Collected data entries:
..........

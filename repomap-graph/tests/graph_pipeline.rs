//! End-to-end checks over the contents → tree → graph pipeline

use repomap_graph::{
    build_tree, compute_stats, project_to_graph, EntryKind, KindSelector, NodeFilter, NodeKind,
    RepoEntry, DEFAULT_FILE_COLOR,
};
use std::collections::HashMap;

fn entry(path: &str, kind: EntryKind) -> RepoEntry {
    let name = path.rsplit('/').next().unwrap_or(path).to_string();
    RepoEntry {
        path: path.to_string(),
        name,
        kind,
        size: None,
    }
}

fn sample_contents() -> HashMap<String, Vec<RepoEntry>> {
    let mut contents = HashMap::new();
    contents.insert(
        String::new(),
        vec![
            entry("src", EntryKind::Directory),
            entry("docs", EntryKind::Directory),
            entry("README.md", EntryKind::File),
            entry("Cargo.toml", EntryKind::File),
        ],
    );
    contents.insert(
        "src".to_string(),
        vec![
            entry("src/util", EntryKind::Directory),
            entry("src/main.rs", EntryKind::File),
        ],
    );
    contents.insert(
        "src/util".to_string(),
        vec![entry("src/util/helpers.rs", EntryKind::File)],
    );
    contents.insert(
        "docs".to_string(),
        vec![entry("docs/guide.md", EntryKind::File)],
    );
    contents
}

#[test]
fn graph_preserves_tree_shape() {
    let tree = build_tree(&sample_contents(), "repo");
    let graph = project_to_graph(&tree);

    // Every tree node becomes a graph node; a rooted tree has n - 1 edges
    assert_eq!(graph.nodes.len(), tree.node_count());
    assert_eq!(graph.edges.len(), graph.nodes.len() - 1);

    // Every edge endpoint resolves to a node, and edges point parent → child
    for edge in &graph.edges {
        assert!(graph.node_index(&edge.source).is_some());
        assert!(graph.node_index(&edge.target).is_some());
        let source_depth = graph.nodes[graph.node_index(&edge.source).unwrap()].depth;
        let target_depth = graph.nodes[graph.node_index(&edge.target).unwrap()].depth;
        assert_eq!(target_depth, source_depth + 1);
    }
}

#[test]
fn children_sort_directories_first_then_by_name() {
    let tree = build_tree(&sample_contents(), "repo");

    let names: Vec<&str> = tree.children.iter().map(|c| c.name.as_str()).collect();
    assert_eq!(names, vec!["docs", "src", "Cargo.toml", "README.md"]);

    for window in tree.children.windows(2) {
        let dir_rank = |n: &repomap_graph::TreeNode| n.kind != NodeKind::Directory;
        assert!(dir_rank(&window[0]) <= dir_rank(&window[1]));
    }
}

#[test]
fn projection_is_deterministic() {
    let contents = sample_contents();
    let first = project_to_graph(&build_tree(&contents, "repo"));
    let second = project_to_graph(&build_tree(&contents, "repo"));

    let ids: Vec<&String> = first.nodes.iter().map(|n| &n.id).collect();
    let ids_again: Vec<&String> = second.nodes.iter().map(|n| &n.id).collect();
    assert_eq!(ids, ids_again);

    for (a, b) in first.nodes.iter().zip(second.nodes.iter()) {
        assert_eq!(a.radius, b.radius);
        assert_eq!(a.color, b.color);
        assert_eq!(a.depth, b.depth);
    }
}

#[test]
fn filters_combine_conjunctively() {
    let tree = build_tree(&sample_contents(), "repo");
    let graph = project_to_graph(&tree);

    let search_only = NodeFilter {
        search: Some("guide".to_string()),
        kind: None,
    };
    let kind_only = NodeFilter {
        search: None,
        kind: Some(KindSelector::Extension("md".to_string())),
    };
    let combined = NodeFilter {
        search: Some("guide".to_string()),
        kind: Some(KindSelector::Extension("md".to_string())),
    };

    let visible = |f: &NodeFilter| {
        graph
            .nodes
            .iter()
            .filter(|n| f.passes(n))
            .map(|n| n.id.clone())
            .collect::<Vec<_>>()
    };

    let both = visible(&combined);
    assert_eq!(both, vec!["docs/guide.md".to_string()]);
    // The conjunction never shows a node either filter alone would hide
    for id in &both {
        assert!(visible(&search_only).contains(id));
        assert!(visible(&kind_only).contains(id));
    }
}

#[test]
fn empty_repository_yields_lone_root() {
    let mut contents = HashMap::new();
    contents.insert(String::new(), Vec::new());

    let tree = build_tree(&contents, "empty");
    let graph = project_to_graph(&tree);

    assert_eq!(graph.nodes.len(), 1);
    assert!(graph.edges.is_empty());
    assert_eq!(graph.nodes[0].name, "empty");
    assert_eq!(graph.nodes[0].kind, NodeKind::Directory);

    let stats = compute_stats(&tree);
    assert_eq!(stats.total_files, 0);
    assert_eq!(stats.total_directories, 1);
}

#[test]
fn single_nested_file_forms_a_chain() {
    let mut contents = HashMap::new();
    contents.insert(String::new(), vec![entry("src", EntryKind::Directory)]);
    contents.insert(
        "src".to_string(),
        vec![entry("src/index.ts", EntryKind::File)],
    );

    let tree = build_tree(&contents, "repo");
    let graph = project_to_graph(&tree);

    assert_eq!(graph.nodes.len(), 3);
    assert_eq!(graph.edges.len(), 2);

    let leaf = &graph.nodes[graph.node_index("src/index.ts").unwrap()];
    assert_eq!(leaf.extension, "ts");
    assert_eq!(leaf.depth, 2);
}

#[test]
fn extensionless_file_gets_default_color() {
    let mut contents = HashMap::new();
    contents.insert(String::new(), vec![entry("LICENSE", EntryKind::File)]);

    let tree = build_tree(&contents, "repo");
    let graph = project_to_graph(&tree);

    let node = &graph.nodes[graph.node_index("LICENSE").unwrap()];
    assert_eq!(node.extension, "");
    assert_eq!(node.color, DEFAULT_FILE_COLOR);
}
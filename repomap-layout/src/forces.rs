//! Individual forces applied per simulation step
//!
//! Each force nudges node velocities (or, for centering, positions) in
//! proportion to the current alpha. Coincident nodes are separated with a
//! tiny deterministic jiggle so distance terms never divide by zero.

use crate::simulation::{SimLink, SimNode};

const EPSILON: f32 = 1e-6;

/// Small deterministic offset for coincident nodes
pub(crate) fn jiggle(rng: &mut fastrand::Rng) -> f32 {
    (rng.f32() - 0.5) * 1e-6
}

/// Pairwise repulsion. Negative strength pushes nodes apart.
pub fn apply_charge(nodes: &mut [SimNode], strength: f32, alpha: f32, rng: &mut fastrand::Rng) {
    for i in 0..nodes.len() {
        for j in (i + 1)..nodes.len() {
            let mut dx = nodes[j].x - nodes[i].x;
            let mut dy = nodes[j].y - nodes[i].y;
            if dx.abs() < EPSILON {
                dx = jiggle(rng);
            }
            if dy.abs() < EPSILON {
                dy = jiggle(rng);
            }
            let l2 = (dx * dx + dy * dy).max(EPSILON);
            // Negative strength must be repulsive, so the sign flips here
            let w = -strength * alpha / l2;
            nodes[j].vx += dx * w;
            nodes[j].vy += dy * w;
            nodes[i].vx -= dx * w;
            nodes[i].vy -= dy * w;
        }
    }
}

/// Spring force pulling linked nodes toward their rest distance
pub fn apply_links(
    nodes: &mut [SimNode],
    links: &[SimLink],
    alpha: f32,
    rng: &mut fastrand::Rng,
) {
    for link in links {
        let (s, t) = (link.source, link.target);
        let mut dx = (nodes[t].x + nodes[t].vx) - (nodes[s].x + nodes[s].vx);
        let mut dy = (nodes[t].y + nodes[t].vy) - (nodes[s].y + nodes[s].vy);
        if dx.abs() < EPSILON {
            dx = jiggle(rng);
        }
        if dy.abs() < EPSILON {
            dy = jiggle(rng);
        }
        let len = (dx * dx + dy * dy).sqrt().max(EPSILON);
        let displacement = (len - link.distance) / len * alpha * link.strength;
        // Split the correction evenly between the two endpoints
        nodes[t].vx -= dx * displacement * 0.5;
        nodes[t].vy -= dy * displacement * 0.5;
        nodes[s].vx += dx * displacement * 0.5;
        nodes[s].vy += dy * displacement * 0.5;
    }
}

/// Translate the whole layout so its centroid sits at the origin
pub fn apply_center(nodes: &mut [SimNode]) {
    if nodes.is_empty() {
        return;
    }
    let n = nodes.len() as f32;
    let cx: f32 = nodes.iter().map(|n| n.x).sum::<f32>() / n;
    let cy: f32 = nodes.iter().map(|n| n.y).sum::<f32>() / n;
    for node in nodes.iter_mut() {
        node.x -= cx;
        node.y -= cy;
    }
}

/// Push overlapping nodes apart until their circles no longer intersect
pub fn apply_collide(nodes: &mut [SimNode], padding: f32, rng: &mut fastrand::Rng) {
    for i in 0..nodes.len() {
        for j in (i + 1)..nodes.len() {
            let mut dx = nodes[j].x - nodes[i].x;
            let mut dy = nodes[j].y - nodes[i].y;
            if dx.abs() < EPSILON {
                dx = jiggle(rng);
            }
            if dy.abs() < EPSILON {
                dy = jiggle(rng);
            }
            let dist = (dx * dx + dy * dy).sqrt().max(EPSILON);
            let min_dist = nodes[i].radius + nodes[j].radius + padding;
            if dist < min_dist {
                let push = (min_dist - dist) / dist * 0.5;
                nodes[j].vx += dx * push;
                nodes[j].vy += dy * push;
                nodes[i].vx -= dx * push;
                nodes[i].vy -= dy * push;
            }
        }
    }
}

/// Pull nodes toward a ring whose radius grows with tree depth
pub fn apply_radial(nodes: &mut [SimNode], ring_step: f32, alpha: f32) {
    const RADIAL_STRENGTH: f32 = 0.8;
    for node in nodes.iter_mut() {
        let target = node.depth as f32 * ring_step;
        let r = (node.x * node.x + node.y * node.y).sqrt().max(EPSILON);
        let k = (target - r) * RADIAL_STRENGTH * alpha / r;
        node.vx += node.x * k;
        node.vy += node.y * k;
    }
}

#[cfg(test)]
mod tests {
    use super::*;

    fn node(x: f32, y: f32, radius: f32) -> SimNode {
        SimNode {
            id: String::new(),
            x,
            y,
            vx: 0.0,
            vy: 0.0,
            fx: None,
            fy: None,
            radius,
            depth: 0,
        }
    }

    #[test]
    fn charge_pushes_nodes_apart() {
        let mut nodes = vec![node(-1.0, 0.0, 5.0), node(1.0, 0.0, 5.0)];
        let mut rng = fastrand::Rng::with_seed(7);
        apply_charge(&mut nodes, -120.0, 1.0, &mut rng);
        assert!(nodes[0].vx < 0.0);
        assert!(nodes[1].vx > 0.0);
    }

    #[test]
    fn charge_sign_selects_repulsion_or_attraction() {
        let mut repelled = vec![node(-1.0, 0.0, 5.0), node(1.0, 0.0, 5.0)];
        let mut rng = fastrand::Rng::with_seed(7);
        apply_charge(&mut repelled, -120.0, 1.0, &mut rng);
        assert!(repelled[1].vx > 0.0, "negative strength must repel");

        let mut attracted = vec![node(-1.0, 0.0, 5.0), node(1.0, 0.0, 5.0)];
        apply_charge(&mut attracted, 120.0, 1.0, &mut rng);
        assert!(attracted[1].vx < 0.0, "positive strength must attract");
    }

    #[test]
    fn links_pull_distant_nodes_together() {
        let mut nodes = vec![node(0.0, 0.0, 5.0), node(500.0, 0.0, 5.0)];
        let links = vec![SimLink {
            source: 0,
            target: 1,
            distance: 50.0,
            strength: 0.7,
        }];
        let mut rng = fastrand::Rng::with_seed(7);
        apply_links(&mut nodes, &links, 1.0, &mut rng);
        assert!(nodes[1].vx < 0.0);
        assert!(nodes[0].vx > 0.0);
    }

    #[test]
    fn center_moves_centroid_to_origin() {
        let mut nodes = vec![node(10.0, 10.0, 5.0), node(30.0, 20.0, 5.0)];
        apply_center(&mut nodes);
        let cx: f32 = nodes.iter().map(|n| n.x).sum();
        let cy: f32 = nodes.iter().map(|n| n.y).sum();
        assert!(cx.abs() < 1e-4);
        assert!(cy.abs() < 1e-4);
    }

    #[test]
    fn collide_separates_overlapping_circles() {
        let mut nodes = vec![node(0.0, 0.0, 10.0), node(5.0, 0.0, 10.0)];
        let mut rng = fastrand::Rng::with_seed(7);
        apply_collide(&mut nodes, 2.0, &mut rng);
        assert!(nodes[0].vx < 0.0);
        assert!(nodes[1].vx > 0.0);
    }

    #[test]
    fn collide_ignores_separated_circles() {
        let mut nodes = vec![node(0.0, 0.0, 5.0), node(100.0, 0.0, 5.0)];
        let mut rng = fastrand::Rng::with_seed(7);
        apply_collide(&mut nodes, 2.0, &mut rng);
        assert_eq!(nodes[0].vx, 0.0);
        assert_eq!(nodes[1].vx, 0.0);
    }
}
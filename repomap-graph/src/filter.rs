//! Search and type filters
//!
//! Both filters are pure per-node predicates. They are evaluated
//! independently; when both are active a node stays visible only if it
//! satisfies both.

use crate::project::GraphNode;
use crate::tree::NodeKind;

/// Opacity applied to nodes that fail the active filters or fall outside a
/// hover highlight
pub const DIMMED_OPACITY: f32 = 0.15;

/// Kind/extension selector for the type filter
#[derive(Debug, Clone, PartialEq, Eq)]
pub enum KindSelector {
    Directories,
    /// Files with this exact extension (lowercase, without the dot)
    Extension(String),
}

/// Active filter state
#[derive(Debug, Clone, Default)]
pub struct NodeFilter {
    /// Case-insensitive "name contains" match
    pub search: Option<String>,
    pub kind: Option<KindSelector>,
}

impl NodeFilter {
    pub fn is_active(&self) -> bool {
        self.search.as_deref().map(|s| !s.is_empty()).unwrap_or(false) || self.kind.is_some()
    }

    fn passes_search(&self, node: &GraphNode) -> bool {
        match self.search.as_deref() {
            None | Some("") => true,
            Some(needle) => node
                .name
                .to_lowercase()
                .contains(&needle.to_lowercase()),
        }
    }

    fn passes_kind(&self, node: &GraphNode) -> bool {
        match &self.kind {
            None => true,
            Some(KindSelector::Directories) => node.kind == NodeKind::Directory,
            Some(KindSelector::Extension(ext)) => {
                node.kind == NodeKind::File && node.extension == *ext
            }
        }
    }

    /// A node is visible iff it passes both predicates
    pub fn passes(&self, node: &GraphNode) -> bool {
        self.passes_search(node) && self.passes_kind(node)
    }

    /// Opacity for a node under this filter
    pub fn opacity(&self, node: &GraphNode) -> f32 {
        if self.passes(node) {
            1.0
        } else {
            DIMMED_OPACITY
        }
    }
}
//! Repomap Layout - Force-directed positioning
//!
//! Runs the alpha-cooled force simulation over a projected graph and renders
//! settled layouts to SVG or Graphviz DOT.

pub mod export;
pub mod forces;
pub mod simulation;

pub use export::{render_dot, render_svg};
pub use simulation::{layout_graph, ForceSimulation, SimLink, SimNode};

..........

Using the entries above, return exactly the lines from the line with "assert_eq!(nodes[0].vx, 0.0);" to the line with "They are evaluated", counting both of those lines.

        assert_eq!(nodes[0].vx, 0.0);
        assert_eq!(nodes[1].vx, 0.0);
    }
}
filename repomap-graph/src/filter.rs
//! Search and type filters
//!
//! Both filters are pure per-node predicates. They are evaluated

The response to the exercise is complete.